The Wordfence Threat Intelligence and Site Cleaning teams have been tracking a malware campaign that redirects all site visitors to malvertising domains, while attempting to keep site administrators unaware of the infection. Since June 1, 2021, the number of sites we are tracking that have been infected with this malware has more than doubled, and we expect this campaign to continue gaining momentum as it relies on a mechanism that is difficult to block directly.
Jetpack is one of the most popular plugins in the WordPress repository, and it has a dizzying array of features that require users to connect their sites to a WordPress.com account. One of these features allows users that are logged in to WordPress.com to perform administrative tasks, including plugin installation, on sites that are connected to WordPress.com via Jetpack.
Unfortunately this means that if the credentials for a WordPress.com account are compromised, an attacker can login to that WordPress.com account and install arbitrary plugins on the connected WordPress site no matter where it is hosted. This includes the malicious plugin used in this campaign. We’ve written about this intrusion vector in the past, and it is regaining popularity due to a number of recent data breaches from other services.
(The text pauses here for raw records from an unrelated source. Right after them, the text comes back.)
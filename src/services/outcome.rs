use crate::error::Error;
use std::fmt;

#[derive(Debug)]
pub enum Outcome {
    AlreadyRunning,
    AlreadyStopped,
    Started,
    Stopped,
    Restarted,
    Removed,
    Failed(Error),
}

/// Result of acting on one identifier of a batch.
#[derive(Debug)]
pub struct ServiceOutcome {
    pub service: String,
    pub outcome: Outcome,
}

impl ServiceOutcome {
    pub fn new(service: impl Into<String>, outcome: Outcome) -> Self {
        Self {
            service: service.into(),
            outcome,
        }
    }

    pub fn failed(service: impl Into<String>, error: Error) -> Self {
        Self::new(service, Outcome::Failed(error))
    }

    pub fn is_failure(&self) -> bool {
        matches!(self.outcome, Outcome::Failed(_))
    }

    pub fn error(&self) -> Option<&Error> {
        match &self.outcome {
            Outcome::Failed(err) => Some(err),
            _ => None,
        }
    }
}

impl fmt::Display for ServiceOutcome {
    fn fmt(&self, f: &mut fmt::Formatter<'_>) -> fmt::Result {
        match &self.outcome {
            Outcome::AlreadyRunning => write!(f, "{}: already running", self.service),
            Outcome::AlreadyStopped => write!(f, "{}: already stopped", self.service),
            Outcome::Started => write!(f, "{}: started", self.service),
            Outcome::Stopped => write!(f, "{}: stopped", self.service),
            Outcome::Restarted => write!(f, "{}: restarted", self.service),
            Outcome::Removed => write!(f, "{}: removed", self.service),
            Outcome::Failed(err) => write!(f, "{}: FAILED: {err}", self.service),
        }
    }
}

/// True when any outcome in the batch failed.
pub fn any_failed(outcomes: &[ServiceOutcome]) -> bool {
    outcomes.iter().any(ServiceOutcome::is_failure)
}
To clarify, no data breach has occurred at WordPress.com itself. However, password reuse is incredibly common, and credentials obtained from recent data breaches are likely to grant access to a number of WordPress.com user accounts. Additionally, although it is possible to configure Jetpack to allow direct login to a site via WordPress.com credentials, this setting does not need to be enabled in order for a site to be vulnerable. All that is required is that a site be connected to a WordPress.com account that has compromised credentials.
What should I do?
If you use Jetpack, you should turn on 2-Factor authentication at WordPress.com. While we strongly recommend using a mobile app or security key for this, even SMS-based 2-Factor authentication is significantly more secure than relying on passwords alone.
If you use the same password for your WordPress.com account that you’ve used for any other service, change your WordPress.com password immediately.